* _Task_: Check every line of the entries for "ResolvedField", and copy the lines that hold it.

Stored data
########
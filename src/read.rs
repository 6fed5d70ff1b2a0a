//! Read/diff engine.
//!
//! Walks an operation's selections depth-first against the forest through
//! the aggregation engine. Fields no chunk defines are left out of the data
//! and reported as missing; in a non-null position they fail the read.

use std::sync::Arc;

use rustc_hash::FxHashSet;
use serde_json::{Map, Value as JsonValue};
use tracing::debug;

use crate::aggregate::{AggregateValue, ObjectView, Provenance};
use crate::descriptor::{OperationDescriptor, ResolvedField};
use crate::document::SelectionSetId;
use crate::error::{CacheError, Result};
use crate::forest::Forest;
use crate::identity::PossibleTypes;
use crate::types::{FieldKey, NodeKey, Path};

/// Diagnostic attached to a missing path.
#[derive(Clone, Debug, PartialEq, Eq)]
pub struct MissingField {
    /// Response path of the field.
    pub path: Path,
    /// Where the field was looked for.
    pub provenance: Provenance,
}

/// Outcome of a read.
#[derive(Clone, Debug, PartialEq)]
pub struct ReadResult {
    /// Selected data; missing fields are omitted.
    pub data: JsonValue,
    /// `true` iff nothing is missing.
    pub complete: bool,
    /// Paths of selected fields no chunk defines, in traversal order.
    pub missing: Vec<Path>,
    /// One diagnostic per missing path.
    pub diagnostics: Vec<MissingField>,
    pub(crate) touched: FxHashSet<NodeKey>,
}

impl ReadResult {
    /// Node keys the read visited.
    pub fn touched(&self) -> impl Iterator<Item = &NodeKey> {
        self.touched.iter()
    }
}

/// Reads `descriptor` from `forest`.
///
/// Fails with [`CacheError::MissingRequiredField`] at the first non-null
/// field that resolves to nothing.
pub fn read(
    forest: &Forest,
    descriptor: &OperationDescriptor,
    possible_types: &PossibleTypes,
) -> Result<ReadResult> {
    let mut reader = Reader {
        descriptor,
        possible_types,
        missing: Vec::new(),
        diagnostics: Vec::new(),
        touched: FxHashSet::default(),
    };
    let root = ObjectView::for_node(forest, descriptor.root_node_key());
    let hint: Option<Arc<str>> = Some(descriptor.root_type().clone());
    let data = reader.object(&root, &[descriptor.document().root()], hint, &Path::root())?;
    Ok(ReadResult {
        data,
        complete: reader.missing.is_empty(),
        missing: reader.missing,
        diagnostics: reader.diagnostics,
        touched: reader.touched,
    })
}

struct Reader<'a> {
    descriptor: &'a OperationDescriptor,
    possible_types: &'a PossibleTypes,
    missing: Vec<Path>,
    diagnostics: Vec<MissingField>,
    touched: FxHashSet<NodeKey>,
}

impl Reader<'_> {
    fn object(
        &mut self,
        view: &ObjectView<'_>,
        sets: &[SelectionSetId],
        hint: Option<Arc<str>>,
        path: &Path,
    ) -> Result<JsonValue> {
        self.touched.extend(view.keys().iter().cloned());
        let typename: Option<Arc<str>> = view.typename().map(Arc::from).or(hint);
        let fields = self
            .descriptor
            .resolve(sets, typename.as_deref(), self.possible_types);

        let mut out = Map::new();
        for field in fields.iter() {
            let field_path = path.field(&*field.response_key);
            if field.is_typename() {
                match &typename {
                    Some(typename) => {
                        out.insert(field.response_key.to_string(), JsonValue::from(&**typename));
                    }
                    None => self.missing(field, view.provenance(&field.store_key), field_path)?,
                }
                continue;
            }
            let value = view.field(&field.store_key);
            if let Some(value) = self.value(view, field, value, &field_path)? {
                out.insert(field.response_key.to_string(), value);
            }
        }
        Ok(JsonValue::Object(out))
    }

    fn value(
        &mut self,
        parent: &ObjectView<'_>,
        field: &ResolvedField,
        value: AggregateValue<'_>,
        path: &Path,
    ) -> Result<Option<JsonValue>> {
        let out = match value {
            AggregateValue::CompositeUndefined(provenance) => {
                self.missing(field, provenance, path.clone())?;
                return Ok(None);
            }
            AggregateValue::CompositeNull => JsonValue::Null,
            AggregateValue::Scalar(value) if field.is_leaf() => value.clone(),
            AggregateValue::Object(view) if !field.is_leaf() => {
                self.object(&view, &field.selections, field.type_name.clone(), path)?
            }
            AggregateValue::CompositeList(list) if !field.is_leaf() => {
                let mut items = Vec::with_capacity(list.len());
                for (idx, item) in list.iter().enumerate() {
                    let item = self.value(parent, field, item, &path.index(idx))?;
                    items.push(item.unwrap_or(JsonValue::Null));
                }
                JsonValue::Array(items)
            }
            // Stored shape disagrees with the selection.
            _ => {
                self.missing(field, parent.provenance(&field.store_key), path.clone())?;
                return Ok(None);
            }
        };
        Ok(Some(out))
    }

    fn missing(&mut self, field: &ResolvedField, provenance: Provenance, path: Path) -> Result<()> {
        debug!(
            operation = %self.descriptor.id(),
            path = %path,
            field = %field.store_key,
            non_null = field.non_null,
            "forest.read.missing"
        );
        if field.non_null {
            return Err(CacheError::MissingRequiredField {
                operation: self.descriptor.display_name().to_owned(),
                path,
            });
        }
        self.missing.push(path.clone());
        self.diagnostics.push(MissingField { path, provenance });
        Ok(())
    }
}

/// Missing fields of `result` grouped by store key, for diagnostics.
pub fn missing_store_keys(result: &ReadResult) -> Vec<(NodeKey, FieldKey)> {
    let mut seen = FxHashSet::default();
    result
        .diagnostics
        .iter()
        .map(|d| (d.provenance.node.clone(), d.provenance.field.clone()))
        .filter(|pair| seen.insert(pair.clone()))
        .collect()
}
########
* _Solution for this task_:
use crate::descriptor::{OperationDescriptor, ResolvedField};
        field: &ResolvedField,
    fn missing(&mut self, field: &ResolvedField, provenance: Provenance, path: Path) -> Result<()> {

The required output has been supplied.